Assume that a set of test scores is normally distributed with a mean of 100 and a standard deviation of 20. Use the 68-95-99.7 rule to find the following quantities:

a. Percentage of scores less than 100
b.Relative frequency of scores less than 120
c.Percentage of scores less than 140
d.Percentage of scores less than 80
e.Relative frequency of scores less than 60
f.Percentage of scores greater than 120

Z = (score-mean)/SD

Find the values and then use the rule, remembering that the percentages are on both sides of the mean.

Help me know if I am on the right track, I got:

a-50%, b-120/150 or 4/5, c- 93.3%, d-53.3%, e-60/150 or 2/5, f- 20%

To answer these questions using the 68-95-99.7 rule, we need to understand the concept of z-scores. A z-score is a measure of how many standard deviations an individual data point is from the mean of a distribution.

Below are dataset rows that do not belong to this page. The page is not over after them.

//! Unified diff parsing.

use std::path::PathBuf;

use log::debug;

use crate::lines::split_lines;
use crate::models::{ChangeType, FileChange, Hunk, HunkLine, PatchDocument};

use super::ParseError;

const DEV_NULL: &str = "/dev/null";

pub(super) struct PatchParser {
    document: PatchDocument,
    line_number: usize,
    section: Option<Section>,
    hunk: Option<HunkBuilder>,
}

impl PatchParser {
    pub fn new() -> Self {
        Self {
            document: PatchDocument::default(),
            line_number: 0,
            section: None,
            hunk: None,
        }
    }

    pub fn parse(mut self, text: &str) -> Result<PatchDocument, ParseError> {
        // A CRLF patch loses its `\r`s here; in an LF patch they stay part of
        // body lines, the same way file content is split
        let (_, lines) = split_lines(text);
        for (line, _) in lines {
            self.line_number += 1;
            self.process_line(line)?;
        }
        self.finalize()
    }

    fn process_line(&mut self, line: &str) -> Result<(), ParseError> {
        if let Some(builder) = self.hunk.as_mut() {
            if line.starts_with('\\') {
                let marked = builder.mark_no_newline();
                return marked.ok_or_else(|| self.unexpected("misplaced no-newline marker"));
            }
            if !builder.is_complete() {
                let pushed = builder.push_body_line(line);
                return pushed.ok_or_else(|| {
                    self.unexpected(&format!("hunk line `{}` does not fit its header", line))
                });
            }
            self.finalize_hunk();
        }

        let line = line.strip_suffix('\r').unwrap_or(line);
        if line.starts_with("diff --git ") {
            return self.start_section(parse_header(line));
        }

        if line.starts_with("@@") {
            return self.start_hunk(line);
        }

        if let Some(rest) = line.strip_prefix("--- ") {
            // A second `---` in the same section starts a plain (non-git) diff section
            let starts_new = self.section.as_ref().map_or(true, Section::has_file_lines);
            if starts_new {
                self.start_section((None, None))?;
            }
            let path = parse_file_line(rest, "a/");
            self.with_section(|s| s.minus = Some(path));
            return Ok(());
        }
        if let Some(rest) = line.strip_prefix("+++ ") {
            let path = parse_file_line(rest, "b/");
            self.with_section(|s| s.plus = Some(path));
            return Ok(());
        }

        if line.starts_with("new file mode") {
            self.with_section(|s| s.new_file = true);
            return Ok(());
        }
        if line.starts_with("deleted file mode") {
            self.with_section(|s| s.deleted = true);
            return Ok(());
        }
        if let Some(path) = line.strip_prefix("rename from ") {
            self.with_section(|s| s.rename_from = Some(PathBuf::from(path)));
            return Ok(());
        }
        if let Some(path) = line.strip_prefix("rename to ") {
            self.with_section(|s| s.rename_to = Some(PathBuf::from(path)));
            return Ok(());
        }
        if let Some(path) = line.strip_prefix("copy from ") {
            self.with_section(|s| s.copy_from = Some(PathBuf::from(path)));
            return Ok(());
        }
        if let Some(path) = line.strip_prefix("copy to ") {
            self.with_section(|s| s.copy_to = Some(PathBuf::from(path)));
            return Ok(());
        }

        if line.starts_with("Binary files ") || line == "GIT binary patch" {
            let path = self
                .section
                .as_ref()
                .and_then(Section::any_path)
                .map(|p| p.display().to_string())
                .unwrap_or_else(|| line.to_string());
            return Err(ParseError::BinaryPatch(path));
        }

        // `index`, `similarity index`, `old mode`/`new mode` and anything
        // outside a section (mail headers, commit messages) carry nothing we use
        Ok(())
    }

    fn with_section(&mut self, f: impl FnOnce(&mut Section)) {
        if let Some(ref mut section) = self.section {
            f(section);
        }
    }

    fn start_section(
        &mut self,
        (header_old, header_new): (Option<PathBuf>, Option<PathBuf>),
    ) -> Result<(), ParseError> {
        self.finalize_hunk();
        self.finalize_section()?;
        self.section = Some(Section {
            header_old,
            header_new,
            ..Section::default()
        });
        Ok(())
    }

    fn start_hunk(&mut self, line: &str) -> Result<(), ParseError> {
        if self.section.is_none() {
            return Err(self.unexpected("hunk header outside a file section"));
        }
        self.hunk = Some(HunkBuilder::new().with_header(line)?);
        Ok(())
    }

    fn finalize_hunk(&mut self) {
        if let Some(builder) = self.hunk.take() {
            self.with_section(|s| s.hunks.push(builder.build()));
        }
    }

    fn finalize_section(&mut self) -> Result<(), ParseError> {
        let Some(section) = self.section.take() else {
            return Ok(());
        };
        match section.into_change() {
            Ok(Some(change)) => self.document.push(change),
            Ok(None) => debug!("Skipping section with no content change"),
            Err(message) => return Err(self.unexpected(&message)),
        }
        Ok(())
    }

    fn finalize(mut self) -> Result<PatchDocument, ParseError> {
        if let Some(ref builder) = self.hunk {
            if !builder.is_complete() {
                return Err(self.unexpected("patch ends in the middle of a hunk"));
            }
        }
        self.finalize_hunk();
        self.finalize_section()?;
        Ok(self.document)
    }

    fn unexpected(&self, message: &str) -> ParseError {
        ParseError::UnexpectedFormat(format!("line {}: {}", self.line_number, message))
    }
}

/// Everything seen for one file between two section headers.
#[derive(Default)]
struct Section {
    header_old: Option<PathBuf>,
    header_new: Option<PathBuf>,
    /// Path from the `---` line; `Some(None)` for `/dev/null`
    minus: Option<Option<PathBuf>>,
    /// Path from the `+++` line; `Some(None)` for `/dev/null`
    plus: Option<Option<PathBuf>>,
    new_file: bool,
    deleted: bool,
    rename_from: Option<PathBuf>,
    rename_to: Option<PathBuf>,
    copy_from: Option<PathBuf>,
    copy_to: Option<PathBuf>,
    hunks: Vec<Hunk>,
}

impl Section {
    fn has_file_lines(&self) -> bool {
        self.minus.is_some() || !self.hunks.is_empty()
    }

    fn old_path(&self) -> Option<PathBuf> {
        match &self.minus {
            Some(path) => path.clone(),
            None => self.header_old.clone(),
        }
    }

    fn new_path(&self) -> Option<PathBuf> {
        match &self.plus {
            Some(path) => path.clone(),
            None => self.header_new.clone(),
        }
    }

    fn any_path(&self) -> Option<PathBuf> {
        self.new_path().or_else(|| self.old_path())
    }

    fn into_change(self) -> Result<Option<FileChange>, String> {
        if self.copy_from.is_some() || self.copy_to.is_some() {
            let (from, to) = self.move_paths(self.copy_from.clone(), self.copy_to.clone())?;
            return Ok(Some(FileChange::copy(from, to).with_hunks(self.hunks)));
        }
        if self.rename_from.is_some() || self.rename_to.is_some() {
            let (from, to) = self.move_paths(self.rename_from.clone(), self.rename_to.clone())?;
            return Ok(Some(FileChange::rename(from, to).with_hunks(self.hunks)));
        }

        let added = self.new_file || matches!(self.minus, Some(None));
        let deleted = self.deleted || matches!(self.plus, Some(None));
        if added && deleted {
            return Err("section both creates and deletes a file".to_string());
        }

        if added {
            let path = self.new_path().ok_or("new file has no path")?;
            return Ok(Some(FileChange {
                change_type: ChangeType::Add,
                old_path: None,
                new_path: Some(path),
                hunks: self.hunks,
            }));
        }
        if deleted {
            let path = self.old_path().ok_or("deleted file has no path")?;
            if !self.hunks.is_empty() {
                debug!(
                    "Dropping {} hunk(s) of deleted file {}",
                    self.hunks.len(),
                    path.display()
                );
            }
            return Ok(Some(FileChange::delete(path)));
        }

        if self.hunks.is_empty() {
            return Ok(None);
        }
        let path = self
            .new_path()
            .or_else(|| self.old_path())
            .ok_or("hunks have no file path")?;
        Ok(Some(FileChange::modify(path, self.hunks)))
    }

    fn move_paths(
        &self,
        from: Option<PathBuf>,
        to: Option<PathBuf>,
    ) -> Result<(PathBuf, PathBuf), String> {
        let from = from
            .or_else(|| self.old_path())
            .ok_or("move has no source path")?;
        let to = to
            .or_else(|| self.new_path())
            .ok_or("move has no destination path")?;
        Ok((from, to))
    }
}

/// `diff --git a/X b/Y` -> (X, Y)
fn parse_header(line: &str) -> (Option<PathBuf>, Option<PathBuf>) {
    let Some(rest) = line.strip_prefix("diff --git ") else {
        return (None, None);
    };
    match rest.split_once(" b/") {
        Some((old, new)) => (
            Some(PathBuf::from(old.strip_prefix("a/").unwrap_or(old))),
            Some(PathBuf::from(new)),
        ),
        None => (None, None),
    }
}

/// Path from a `---`/`+++` line, minus any timestamp and the git side prefix.
fn parse_file_line(rest: &str, prefix: &str) -> Option<PathBuf> {
    let path = rest.split('\t').next().unwrap_or(rest).trim_end();
    if path == DEV_NULL {
        return None;
    }
    Some(PathBuf::from(path.strip_prefix(prefix).unwrap_or(path)))
}

fn parse_range(s: &str) -> Result<(u32, u32), ParseError> {
    if let Some((start, count)) = s.split_once(',') {
        let start: u32 = start
            .parse()
            .map_err(|_| ParseError::InvalidHunkHeader(s.to_string()))?;
        let count: u32 = count
            .parse()
            .map_err(|_| ParseError::InvalidHunkHeader(s.to_string()))?;
        Ok((start, count))
    } else {
        let start: u32 = s
            .parse()
            .map_err(|_| ParseError::InvalidHunkHeader(s.to_string()))?;
        Ok((start, 1))
    }
}

/// Collects a hunk's body until both sides of its header are used up.
struct HunkBuilder {
    old_start: u32,
    old_remaining: u32,
    new_start: u32,
    new_remaining: u32,
    lines: Vec<HunkLine>,
}

impl HunkBuilder {
    fn new() -> Self {
        Self {
            old_start: 0,
            old_remaining: 0,
            new_start: 0,
            new_remaining: 0,
            lines: Vec::new(),
        }
    }

    fn with_header(mut self, line: &str) -> Result<Self, ParseError> {
        let content = line
            .strip_prefix("@@ ")
            .and_then(|s| s.split(" @@").next())
            .ok_or_else(|| ParseError::InvalidHunkHeader(line.to_string()))?;

        let parts: Vec<&str> = content.split_whitespace().collect();
        let [old, new] = parts.as_slice() else {
            return Err(ParseError::InvalidHunkHeader(line.to_string()));
        };
        let (Some(old), Some(new)) = (old.strip_prefix('-'), new.strip_prefix('+')) else {
            return Err(ParseError::InvalidHunkHeader(line.to_string()));
        };

        (self.old_start, self.old_remaining) = parse_range(old)?;
        (self.new_start, self.new_remaining) = parse_range(new)?;

        // A zero count names the line *before* the empty span; hunks store
        // the line the span starts at
        if self.old_remaining == 0 {
            self.old_start = self.old_start.saturating_add(1);
        }
        if self.new_remaining == 0 {
            self.new_start = self.new_start.saturating_add(1);
        }
        Ok(self)
    }

    fn is_complete(&self) -> bool {
        self.old_remaining == 0 && self.new_remaining == 0
    }

    /// Returns `None` when the line does not fit what the header promised.
    fn push_body_line(&mut self, line: &str) -> Option<()> {
        let (tag, text) = match line.chars().next() {
            // Some tools strip the lone space of an empty context line
            None => (' ', ""),
            Some(tag) => (tag, &line[tag.len_utf8()..]),
        };

        let hunk_line = match tag {
            ' ' => {
                self.old_remaining = self.old_remaining.checked_sub(1)?;
                self.new_remaining = self.new_remaining.checked_sub(1)?;
                HunkLine::context(text)
            }
            '-' => {
                self.old_remaining = self.old_remaining.checked_sub(1)?;
                HunkLine::remove(text)
            }
            '+' => {
                self.new_remaining = self.new_remaining.checked_sub(1)?;
                HunkLine::add(text)
            }
            _ => return None,
        };
        self.lines.push(hunk_line);
        Some(())
    }

    fn mark_no_newline(&mut self) -> Option<()> {
        match self.lines.last() {
            Some(HunkLine::NoNewlineMarker) | None => None,
            Some(_) => {
                self.lines.push(HunkLine::NoNewlineMarker);
                Some(())
            }
        }
    }

    fn build(self) -> Hunk {
        Hunk::new(self.new_start, self.lines).with_old_start(self.old_start)
    }
}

a. To find the percentage of scores less than 100, we need to find the area under the curve to the left of 100. Since the distribution is assumed to be normal, we can convert the raw score (100) to a z-score using the formula:

z = (x - μ) / σ

where x is the raw score, μ is the mean, and σ is the standard deviation.

Substituting the values, we have:

z = (100 - 100) / 20 = 0

According to the 68-95-99.7 rule, approximately 68% of the data falls within one standard deviation of the mean. Since 100 is the mean in this case and the z-score is 0, we can conclude that approximately 50% of the scores are less than 100.

b. To find the relative frequency of scores less than 120, we need to find the area under the curve to the left of 120. Again, we can convert the raw score to a z-score:

z = (120 - 100) / 20 = 1

According to the 68-95-99.7 rule, approximately 95% of the data falls within two standard deviations of the mean. Since 120 is one standard deviation above the mean, we can conclude that approximately 95% of the scores are less than 120.

c. To find the percentage of scores less than 140, we need to find the area under the curve to the left of 140. Convert the raw score to a z-score:

z = (140 - 100) / 20 = 2

According to the 68-95-99.7 rule, approximately 99.7% of the data falls within three standard deviations of the mean. Since 140 is two standard deviations above the mean, we can conclude that approximately 99.7% of the scores are less than 140.

d. To find the percentage of scores less than 80, we need to find the area under the curve to the left of 80, so convert the raw score to a z-score:

z = (80 - 100) / 20 = -1

According to the 68-95-99.7 rule, approximately 68% of the data falls within one standard deviation of the mean. Since 80 is one standard deviation below the mean, we can conclude that approximately 68% of the scores are less than 80.

e. To find the relative frequency of scores less than 60, we need to find the area under the curve to the left of 60, so convert the raw score to a z-score:

z = (60 - 100) / 20 = -2

According to the 68-95-99.7 rule, approximately 95% of the data falls within two standard deviations of the mean. Since 60 is two standard deviations below the mean, we can conclude that approximately 95% of the scores are less than 60.

f. To find the percentage of scores greater than 120, we need to find the area under the curve to the right of 120. First, find the area to the left of 120 (which we calculated in part b as approximately 95%), and subtract it from 1 (since we want the area to the right):

1 - 0.95 = 0.05

We can conclude that approximately 5% of the scores are greater than 120.